▶ _Information given_:
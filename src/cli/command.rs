use std::path::PathBuf;

use clap::{Args, Parser as ClapParser, Subcommand, ValueEnum};

const LONG_VERSION: &str = concat!(
    env!("CARGO_PKG_VERSION"),
    " (",
    env!("VERGEN_GIT_DESCRIBE"),
    ", built ",
    env!("BUILD_TIMESTAMP"),
    ")\nac3 library ",
    env!("AC3_VERSION"),
);

#[derive(Debug, ClapParser)]
#[command(
    name         = env!("CARGO_PKG_NAME"),
    version      = env!("CARGO_PKG_VERSION"),
    long_version = LONG_VERSION,
    author       = env!("CARGO_PKG_AUTHORS"),
    about        = "Tools for inspecting and decoding Dolby Digital (AC-3) bitstreams",
    long_about   = None,
)]
pub struct Cli {
    /// Set the log level
    #[arg(long, global = true, value_enum, default_value_t = LogLevel::Info)]
    pub loglevel: LogLevel,

    /// Treat warnings as fatal errors (fail on first warning).
    #[arg(long, global = true)]
    pub strict: bool,

    /// Log output format.
    #[arg(long, global = true, value_enum, default_value_t = LogFormat::Plain)]
    pub log_format: LogFormat,

    /// Show progress bars during operations.
    #[arg(long, global = true)]
    pub progress: bool,

    /// Choose an operation to perform.
    #[command(subcommand)]
    pub command: Commands,
}

impl Cli {
    pub fn fail_level(&self) -> log::Level {
        if self.strict {
            log::Level::Warn
        } else {
            log::Level::Error
        }
    }
}

#[derive(Debug, Subcommand)]
pub enum Commands {
    /// Decode the specified AC-3 stream into transform coefficients.
    Decode(DecodeArgs),

    /// Print stream information
    Info(InfoArgs),
}

#[derive(Debug, Args)]
pub struct DecodeArgs {
    /// Input AC-3 bitstream (use "-" for stdin).
    #[arg(value_name = "INPUT")]
    pub input: PathBuf,

    /// Output file for little-endian f32 coefficients.
    #[arg(long, value_name = "PATH")]
    pub output_path: Option<PathBuf>,

    /// Seed of the dither generator.
    #[arg(long, value_name = "SEED", default_value_t = 1)]
    pub dither_seed: u32,

    /// Disable progress estimation
    #[arg(long)]
    pub no_estimate_progress: bool,
}

#[derive(Debug, Args)]
pub struct InfoArgs {
    /// Input AC-3 bitstream (use "-" for stdin).
    #[arg(value_name = "INPUT")]
    pub input: PathBuf,

    /// Print the summary as YAML.
    #[arg(long)]
    pub yaml: bool,
}

#[derive(Debug, Clone, Copy, ValueEnum)]
pub enum LogLevel {
    /// Disable logging output.
    Off,
    /// No output except errors.
    Error,
    /// Show warnings and errors.
    Warn,
    /// Show info, warnings and errors (default).
    Info,
    /// Show debug, info, warnings and errors.
    Debug,
    /// Show all log messages including trace.
    Trace,
}

impl LogLevel {
    pub fn to_level_filter(self) -> log::LevelFilter {
        match self {
            LogLevel::Off => log::LevelFilter::Off,
            LogLevel::Error => log::LevelFilter::Error,
            LogLevel::Warn => log::LevelFilter::Warn,
            LogLevel::Info => log::LevelFilter::Info,
            LogLevel::Debug => log::LevelFilter::Debug,
            LogLevel::Trace => log::LevelFilter::Trace,
        }
    }
}

#[derive(Debug, Clone, Copy, ValueEnum)]
pub enum LogFormat {
    /// Colorized human-readable text.
    Plain,
    /// Structured JSON per log record.
    Json,
}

▶ _What the exercise asks_: Reproduce the listing word for word from its first line up to and including the line with "default_value_t = LogFormat::Plain)]". Give no other lines.

▶ _Result of this exercise_:
filename src/cli/command.rs
use std::path::PathBuf;

use clap::{Args, Parser as ClapParser, Subcommand, ValueEnum};

const LONG_VERSION: &str = concat!(
    env!("CARGO_PKG_VERSION"),
    " (",
    env!("VERGEN_GIT_DESCRIBE"),
    ", built ",
    env!("BUILD_TIMESTAMP"),
    ")\nac3 library ",
    env!("AC3_VERSION"),
);

#[derive(Debug, ClapParser)]
#[command(
    name         = env!("CARGO_PKG_NAME"),
    version      = env!("CARGO_PKG_VERSION"),
    long_version = LONG_VERSION,
    author       = env!("CARGO_PKG_AUTHORS"),
    about        = "Tools for inspecting and decoding Dolby Digital (AC-3) bitstreams",
    long_about   = None,
)]
pub struct Cli {
    /// Set the log level
    #[arg(long, global = true, value_enum, default_value_t = LogLevel::Info)]
    pub loglevel: LogLevel,

    /// Treat warnings as fatal errors (fail on first warning).
    #[arg(long, global = true)]
    pub strict: bool,

    /// Log output format.
    #[arg(long, global = true, value_enum, default_value_t = LogFormat::Plain)]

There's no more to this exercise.